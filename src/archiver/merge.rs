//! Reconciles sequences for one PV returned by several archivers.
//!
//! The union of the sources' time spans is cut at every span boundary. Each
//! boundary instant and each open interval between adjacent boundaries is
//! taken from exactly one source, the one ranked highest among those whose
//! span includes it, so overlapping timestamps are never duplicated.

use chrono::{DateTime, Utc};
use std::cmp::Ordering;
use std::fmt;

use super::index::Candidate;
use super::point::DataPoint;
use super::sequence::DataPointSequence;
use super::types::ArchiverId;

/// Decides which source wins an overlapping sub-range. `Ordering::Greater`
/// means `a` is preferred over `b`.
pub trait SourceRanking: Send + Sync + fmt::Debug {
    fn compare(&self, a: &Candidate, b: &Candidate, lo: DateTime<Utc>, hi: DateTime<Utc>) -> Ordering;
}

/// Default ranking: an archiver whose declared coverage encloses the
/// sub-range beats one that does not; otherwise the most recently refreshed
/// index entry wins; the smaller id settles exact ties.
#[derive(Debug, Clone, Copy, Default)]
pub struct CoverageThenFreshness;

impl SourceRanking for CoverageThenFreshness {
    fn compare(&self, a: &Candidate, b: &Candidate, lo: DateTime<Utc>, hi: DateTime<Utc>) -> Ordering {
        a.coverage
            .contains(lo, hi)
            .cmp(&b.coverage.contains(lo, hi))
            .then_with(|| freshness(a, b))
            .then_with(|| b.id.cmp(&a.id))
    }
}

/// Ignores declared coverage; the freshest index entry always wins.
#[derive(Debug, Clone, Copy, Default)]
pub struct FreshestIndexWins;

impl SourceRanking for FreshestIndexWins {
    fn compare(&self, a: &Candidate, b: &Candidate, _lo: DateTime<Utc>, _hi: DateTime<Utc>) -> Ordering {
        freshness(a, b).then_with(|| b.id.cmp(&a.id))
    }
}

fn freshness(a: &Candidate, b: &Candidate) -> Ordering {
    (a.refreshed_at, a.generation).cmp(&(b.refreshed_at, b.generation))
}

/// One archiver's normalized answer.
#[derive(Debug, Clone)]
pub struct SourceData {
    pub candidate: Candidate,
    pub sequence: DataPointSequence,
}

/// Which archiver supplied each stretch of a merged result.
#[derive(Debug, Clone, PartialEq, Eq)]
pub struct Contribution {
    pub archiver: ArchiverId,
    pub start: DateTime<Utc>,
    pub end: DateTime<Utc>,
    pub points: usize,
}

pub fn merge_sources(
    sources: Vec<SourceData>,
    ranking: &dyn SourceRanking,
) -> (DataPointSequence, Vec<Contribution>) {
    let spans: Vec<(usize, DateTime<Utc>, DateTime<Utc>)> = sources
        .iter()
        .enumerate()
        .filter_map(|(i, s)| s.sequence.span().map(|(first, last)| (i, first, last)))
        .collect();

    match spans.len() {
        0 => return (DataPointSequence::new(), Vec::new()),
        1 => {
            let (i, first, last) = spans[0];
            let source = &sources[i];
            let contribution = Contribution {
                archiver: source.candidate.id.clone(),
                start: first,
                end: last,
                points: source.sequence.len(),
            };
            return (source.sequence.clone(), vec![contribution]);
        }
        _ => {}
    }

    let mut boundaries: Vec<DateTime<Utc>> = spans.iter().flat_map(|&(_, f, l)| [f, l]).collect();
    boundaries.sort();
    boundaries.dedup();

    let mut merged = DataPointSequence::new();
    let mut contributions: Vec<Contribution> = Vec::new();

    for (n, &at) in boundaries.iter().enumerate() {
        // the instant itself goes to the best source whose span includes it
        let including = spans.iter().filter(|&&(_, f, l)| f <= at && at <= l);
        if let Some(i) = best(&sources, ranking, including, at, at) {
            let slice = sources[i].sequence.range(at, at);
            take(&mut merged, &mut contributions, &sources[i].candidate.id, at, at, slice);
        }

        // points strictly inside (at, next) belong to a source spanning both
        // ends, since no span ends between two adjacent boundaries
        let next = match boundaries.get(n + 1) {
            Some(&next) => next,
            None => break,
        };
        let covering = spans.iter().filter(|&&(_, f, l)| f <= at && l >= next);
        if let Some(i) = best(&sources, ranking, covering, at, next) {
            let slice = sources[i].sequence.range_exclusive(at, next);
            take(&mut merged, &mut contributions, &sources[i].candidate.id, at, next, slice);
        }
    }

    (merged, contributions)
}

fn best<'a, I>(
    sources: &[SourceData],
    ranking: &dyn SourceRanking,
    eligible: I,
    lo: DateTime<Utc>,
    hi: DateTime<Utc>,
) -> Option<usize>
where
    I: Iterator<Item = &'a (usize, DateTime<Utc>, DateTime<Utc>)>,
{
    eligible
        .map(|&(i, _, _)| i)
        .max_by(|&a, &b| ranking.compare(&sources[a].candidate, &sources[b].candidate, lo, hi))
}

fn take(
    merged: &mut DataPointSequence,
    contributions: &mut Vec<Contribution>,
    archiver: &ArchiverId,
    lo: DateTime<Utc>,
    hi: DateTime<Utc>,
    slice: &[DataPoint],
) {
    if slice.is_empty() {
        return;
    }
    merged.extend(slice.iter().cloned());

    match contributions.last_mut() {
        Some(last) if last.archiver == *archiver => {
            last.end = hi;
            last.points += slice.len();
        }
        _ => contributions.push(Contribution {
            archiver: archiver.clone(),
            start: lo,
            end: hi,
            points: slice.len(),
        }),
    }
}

* * *

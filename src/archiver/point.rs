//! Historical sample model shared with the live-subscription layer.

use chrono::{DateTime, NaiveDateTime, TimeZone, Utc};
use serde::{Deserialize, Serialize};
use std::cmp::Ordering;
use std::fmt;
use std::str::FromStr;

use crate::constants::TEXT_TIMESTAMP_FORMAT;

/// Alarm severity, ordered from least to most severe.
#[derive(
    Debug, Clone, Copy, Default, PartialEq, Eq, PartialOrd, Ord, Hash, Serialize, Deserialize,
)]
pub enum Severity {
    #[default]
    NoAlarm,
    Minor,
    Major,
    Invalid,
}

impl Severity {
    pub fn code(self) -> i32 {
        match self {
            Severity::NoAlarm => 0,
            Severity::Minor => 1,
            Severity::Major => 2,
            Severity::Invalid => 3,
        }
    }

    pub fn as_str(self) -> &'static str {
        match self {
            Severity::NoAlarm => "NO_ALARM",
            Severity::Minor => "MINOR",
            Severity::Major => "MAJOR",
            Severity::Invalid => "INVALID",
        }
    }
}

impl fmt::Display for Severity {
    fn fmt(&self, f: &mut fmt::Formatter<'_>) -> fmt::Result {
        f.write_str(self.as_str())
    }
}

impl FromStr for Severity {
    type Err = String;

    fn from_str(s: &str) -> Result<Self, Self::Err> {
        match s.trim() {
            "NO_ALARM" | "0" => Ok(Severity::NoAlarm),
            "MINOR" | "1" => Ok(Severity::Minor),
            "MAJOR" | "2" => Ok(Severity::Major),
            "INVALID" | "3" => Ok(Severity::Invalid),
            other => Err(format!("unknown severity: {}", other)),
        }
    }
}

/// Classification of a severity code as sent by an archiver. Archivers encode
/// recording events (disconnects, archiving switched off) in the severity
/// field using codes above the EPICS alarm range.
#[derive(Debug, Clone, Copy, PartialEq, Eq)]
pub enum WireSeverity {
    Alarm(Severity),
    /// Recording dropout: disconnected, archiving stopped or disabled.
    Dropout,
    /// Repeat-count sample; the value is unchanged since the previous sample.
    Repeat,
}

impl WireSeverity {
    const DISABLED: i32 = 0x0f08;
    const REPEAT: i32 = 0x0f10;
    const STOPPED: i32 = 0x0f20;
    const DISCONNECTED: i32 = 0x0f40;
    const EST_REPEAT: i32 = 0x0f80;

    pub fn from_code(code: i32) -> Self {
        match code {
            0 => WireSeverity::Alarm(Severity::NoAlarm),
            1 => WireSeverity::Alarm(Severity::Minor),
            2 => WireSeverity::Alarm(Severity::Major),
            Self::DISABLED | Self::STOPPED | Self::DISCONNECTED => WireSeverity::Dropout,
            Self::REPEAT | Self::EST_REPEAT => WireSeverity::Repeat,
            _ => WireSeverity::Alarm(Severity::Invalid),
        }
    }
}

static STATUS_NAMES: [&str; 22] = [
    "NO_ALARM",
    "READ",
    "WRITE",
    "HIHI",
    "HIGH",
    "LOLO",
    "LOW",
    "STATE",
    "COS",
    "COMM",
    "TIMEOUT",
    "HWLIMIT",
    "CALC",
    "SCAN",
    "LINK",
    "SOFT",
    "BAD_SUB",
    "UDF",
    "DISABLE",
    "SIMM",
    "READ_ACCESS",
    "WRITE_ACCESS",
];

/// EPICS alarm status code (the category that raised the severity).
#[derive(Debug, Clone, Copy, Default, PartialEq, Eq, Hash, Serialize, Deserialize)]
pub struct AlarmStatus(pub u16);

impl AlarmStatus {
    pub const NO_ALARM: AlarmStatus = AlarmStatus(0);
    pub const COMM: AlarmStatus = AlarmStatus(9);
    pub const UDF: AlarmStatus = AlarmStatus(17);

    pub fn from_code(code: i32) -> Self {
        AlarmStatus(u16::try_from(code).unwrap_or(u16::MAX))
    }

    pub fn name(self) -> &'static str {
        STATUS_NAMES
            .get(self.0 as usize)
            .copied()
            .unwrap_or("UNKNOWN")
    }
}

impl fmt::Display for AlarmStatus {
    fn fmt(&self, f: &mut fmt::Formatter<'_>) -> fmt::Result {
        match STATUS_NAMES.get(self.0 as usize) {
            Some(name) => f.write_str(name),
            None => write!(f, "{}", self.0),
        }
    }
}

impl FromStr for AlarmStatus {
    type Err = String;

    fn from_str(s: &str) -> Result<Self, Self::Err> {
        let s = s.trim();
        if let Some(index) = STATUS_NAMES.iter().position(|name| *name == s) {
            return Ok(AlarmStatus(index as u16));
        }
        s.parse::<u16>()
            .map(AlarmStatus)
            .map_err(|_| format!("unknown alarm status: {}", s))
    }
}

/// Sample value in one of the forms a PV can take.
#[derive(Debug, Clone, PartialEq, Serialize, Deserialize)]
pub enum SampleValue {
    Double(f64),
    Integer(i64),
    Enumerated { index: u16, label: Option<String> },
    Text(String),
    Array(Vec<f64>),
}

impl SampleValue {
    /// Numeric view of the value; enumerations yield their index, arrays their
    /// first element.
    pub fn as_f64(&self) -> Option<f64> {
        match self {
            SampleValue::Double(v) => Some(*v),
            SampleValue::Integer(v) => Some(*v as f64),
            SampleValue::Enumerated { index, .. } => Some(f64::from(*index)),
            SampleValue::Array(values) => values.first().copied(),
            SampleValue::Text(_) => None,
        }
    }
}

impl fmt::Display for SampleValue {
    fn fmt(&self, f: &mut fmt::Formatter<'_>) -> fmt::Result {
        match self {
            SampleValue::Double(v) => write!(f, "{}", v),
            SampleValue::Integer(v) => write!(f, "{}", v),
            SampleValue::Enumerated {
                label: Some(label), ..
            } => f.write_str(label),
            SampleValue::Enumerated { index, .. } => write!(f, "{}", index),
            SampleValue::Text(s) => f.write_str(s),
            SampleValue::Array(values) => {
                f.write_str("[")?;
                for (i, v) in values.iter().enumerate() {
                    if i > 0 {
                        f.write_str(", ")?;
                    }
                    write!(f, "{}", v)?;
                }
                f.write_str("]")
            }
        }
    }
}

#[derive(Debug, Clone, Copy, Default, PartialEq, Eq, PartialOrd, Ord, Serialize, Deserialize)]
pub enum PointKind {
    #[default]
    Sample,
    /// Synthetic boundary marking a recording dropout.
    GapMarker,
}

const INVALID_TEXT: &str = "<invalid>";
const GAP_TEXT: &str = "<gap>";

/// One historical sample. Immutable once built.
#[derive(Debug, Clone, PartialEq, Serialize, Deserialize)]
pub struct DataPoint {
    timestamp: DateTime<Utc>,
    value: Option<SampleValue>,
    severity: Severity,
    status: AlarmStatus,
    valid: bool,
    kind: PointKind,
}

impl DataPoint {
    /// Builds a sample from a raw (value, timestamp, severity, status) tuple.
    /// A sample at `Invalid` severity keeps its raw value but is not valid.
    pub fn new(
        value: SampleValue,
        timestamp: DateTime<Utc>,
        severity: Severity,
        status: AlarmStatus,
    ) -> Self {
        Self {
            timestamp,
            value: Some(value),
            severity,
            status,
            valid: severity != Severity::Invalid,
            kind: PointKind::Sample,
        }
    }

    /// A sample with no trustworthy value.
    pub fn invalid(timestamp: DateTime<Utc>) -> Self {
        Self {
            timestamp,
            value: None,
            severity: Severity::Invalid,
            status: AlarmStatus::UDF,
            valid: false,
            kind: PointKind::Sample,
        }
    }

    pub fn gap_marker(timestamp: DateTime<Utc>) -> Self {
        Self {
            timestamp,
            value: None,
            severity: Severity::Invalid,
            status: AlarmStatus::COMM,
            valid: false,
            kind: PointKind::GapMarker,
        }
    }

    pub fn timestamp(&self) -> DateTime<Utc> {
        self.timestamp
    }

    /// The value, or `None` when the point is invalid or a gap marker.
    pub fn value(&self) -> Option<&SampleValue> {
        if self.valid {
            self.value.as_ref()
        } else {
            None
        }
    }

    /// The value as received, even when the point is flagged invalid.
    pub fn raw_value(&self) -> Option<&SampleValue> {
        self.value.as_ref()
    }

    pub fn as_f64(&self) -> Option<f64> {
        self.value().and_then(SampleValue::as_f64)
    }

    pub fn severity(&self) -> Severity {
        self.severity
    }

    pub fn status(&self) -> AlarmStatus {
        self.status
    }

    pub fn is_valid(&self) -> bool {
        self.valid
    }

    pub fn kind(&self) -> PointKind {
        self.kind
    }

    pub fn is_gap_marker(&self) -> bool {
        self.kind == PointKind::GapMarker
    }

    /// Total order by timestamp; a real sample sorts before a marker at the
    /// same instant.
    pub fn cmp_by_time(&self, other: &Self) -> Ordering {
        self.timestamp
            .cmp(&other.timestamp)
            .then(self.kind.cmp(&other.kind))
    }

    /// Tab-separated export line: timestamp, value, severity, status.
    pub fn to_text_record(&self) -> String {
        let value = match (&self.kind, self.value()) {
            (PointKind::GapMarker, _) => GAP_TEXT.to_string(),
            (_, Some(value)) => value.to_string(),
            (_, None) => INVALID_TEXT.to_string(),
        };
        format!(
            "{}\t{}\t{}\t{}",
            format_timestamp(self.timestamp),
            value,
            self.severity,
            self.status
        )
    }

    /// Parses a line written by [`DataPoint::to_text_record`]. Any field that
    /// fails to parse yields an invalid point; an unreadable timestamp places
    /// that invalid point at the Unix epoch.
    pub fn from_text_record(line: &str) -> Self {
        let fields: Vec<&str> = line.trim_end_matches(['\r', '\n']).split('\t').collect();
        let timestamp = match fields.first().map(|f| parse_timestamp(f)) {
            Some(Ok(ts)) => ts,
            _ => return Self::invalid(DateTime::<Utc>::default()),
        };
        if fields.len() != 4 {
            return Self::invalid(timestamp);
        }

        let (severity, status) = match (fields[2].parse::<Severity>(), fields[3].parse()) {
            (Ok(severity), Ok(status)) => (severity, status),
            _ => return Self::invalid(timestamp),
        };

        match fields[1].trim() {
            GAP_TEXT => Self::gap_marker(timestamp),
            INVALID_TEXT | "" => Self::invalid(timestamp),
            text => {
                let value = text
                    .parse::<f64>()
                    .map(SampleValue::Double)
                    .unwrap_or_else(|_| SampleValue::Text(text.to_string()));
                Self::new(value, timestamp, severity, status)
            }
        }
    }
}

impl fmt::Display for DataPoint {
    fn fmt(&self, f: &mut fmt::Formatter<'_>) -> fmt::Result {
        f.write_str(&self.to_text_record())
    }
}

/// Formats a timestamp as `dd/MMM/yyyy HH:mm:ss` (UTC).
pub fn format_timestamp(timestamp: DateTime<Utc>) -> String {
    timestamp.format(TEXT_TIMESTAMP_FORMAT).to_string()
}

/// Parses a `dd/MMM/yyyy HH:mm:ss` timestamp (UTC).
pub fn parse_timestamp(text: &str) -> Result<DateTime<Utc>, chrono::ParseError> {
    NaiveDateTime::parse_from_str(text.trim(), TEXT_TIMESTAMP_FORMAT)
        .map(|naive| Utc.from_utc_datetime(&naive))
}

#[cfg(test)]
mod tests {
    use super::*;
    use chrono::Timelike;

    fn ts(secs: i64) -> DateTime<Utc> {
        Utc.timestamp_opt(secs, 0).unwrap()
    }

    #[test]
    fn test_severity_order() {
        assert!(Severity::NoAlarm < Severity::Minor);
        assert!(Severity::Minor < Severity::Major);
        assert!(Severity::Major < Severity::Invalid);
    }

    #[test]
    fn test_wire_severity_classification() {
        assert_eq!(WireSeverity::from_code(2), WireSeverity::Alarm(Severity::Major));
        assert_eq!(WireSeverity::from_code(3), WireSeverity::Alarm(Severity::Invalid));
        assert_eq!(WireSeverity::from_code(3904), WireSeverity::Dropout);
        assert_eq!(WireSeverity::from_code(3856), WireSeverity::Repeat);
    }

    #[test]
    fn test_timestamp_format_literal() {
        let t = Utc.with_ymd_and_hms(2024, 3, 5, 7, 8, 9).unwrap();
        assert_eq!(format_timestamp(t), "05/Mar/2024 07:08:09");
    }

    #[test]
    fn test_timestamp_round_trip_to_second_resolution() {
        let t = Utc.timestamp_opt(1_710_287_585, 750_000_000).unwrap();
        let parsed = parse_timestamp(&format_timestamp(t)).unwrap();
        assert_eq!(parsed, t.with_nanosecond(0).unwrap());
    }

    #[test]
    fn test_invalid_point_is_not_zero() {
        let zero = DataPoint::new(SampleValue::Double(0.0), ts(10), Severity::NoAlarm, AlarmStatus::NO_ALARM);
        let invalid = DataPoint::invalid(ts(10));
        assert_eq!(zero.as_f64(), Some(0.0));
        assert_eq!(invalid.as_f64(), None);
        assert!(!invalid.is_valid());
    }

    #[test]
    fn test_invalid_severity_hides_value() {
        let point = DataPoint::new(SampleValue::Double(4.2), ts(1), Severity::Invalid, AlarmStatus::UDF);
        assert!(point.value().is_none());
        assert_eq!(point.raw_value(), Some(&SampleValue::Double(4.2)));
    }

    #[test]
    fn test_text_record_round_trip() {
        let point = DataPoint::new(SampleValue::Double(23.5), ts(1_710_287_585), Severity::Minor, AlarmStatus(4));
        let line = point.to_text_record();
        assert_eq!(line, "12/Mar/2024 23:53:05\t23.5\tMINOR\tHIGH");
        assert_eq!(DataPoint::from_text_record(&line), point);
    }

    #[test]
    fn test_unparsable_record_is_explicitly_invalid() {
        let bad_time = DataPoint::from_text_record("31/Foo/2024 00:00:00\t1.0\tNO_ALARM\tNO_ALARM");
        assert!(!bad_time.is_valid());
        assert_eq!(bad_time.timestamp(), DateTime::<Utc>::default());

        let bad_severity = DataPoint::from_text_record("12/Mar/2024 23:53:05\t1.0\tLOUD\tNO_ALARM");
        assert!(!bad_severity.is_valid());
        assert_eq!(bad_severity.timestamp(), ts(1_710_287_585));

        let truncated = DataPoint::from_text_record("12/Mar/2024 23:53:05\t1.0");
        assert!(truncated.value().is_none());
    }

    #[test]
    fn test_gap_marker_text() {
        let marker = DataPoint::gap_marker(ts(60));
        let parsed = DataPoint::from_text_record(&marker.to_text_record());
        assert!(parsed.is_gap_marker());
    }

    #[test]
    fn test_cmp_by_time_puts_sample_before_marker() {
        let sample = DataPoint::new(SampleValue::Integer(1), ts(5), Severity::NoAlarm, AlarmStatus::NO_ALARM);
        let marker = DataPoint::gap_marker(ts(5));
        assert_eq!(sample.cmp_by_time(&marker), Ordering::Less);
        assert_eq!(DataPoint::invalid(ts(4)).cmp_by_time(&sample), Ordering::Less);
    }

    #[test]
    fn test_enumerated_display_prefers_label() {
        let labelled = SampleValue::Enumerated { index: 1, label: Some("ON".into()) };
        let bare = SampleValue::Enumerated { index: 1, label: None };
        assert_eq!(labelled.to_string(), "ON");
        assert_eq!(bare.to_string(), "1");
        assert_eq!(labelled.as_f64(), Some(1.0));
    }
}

§ **WHAT TO DO**: Once the line with "by several archivers." is found in the records above, print exactly that line and every line after it through the line with "among those whose".

§ **EXERCISE RESULT**:
//! Reconciles sequences for one PV returned by several archivers.
//!
//! The union of the sources' time spans is cut at every span boundary. Each
//! boundary instant and each open interval between adjacent boundaries is
//! taken from exactly one source, the one ranked highest among those whose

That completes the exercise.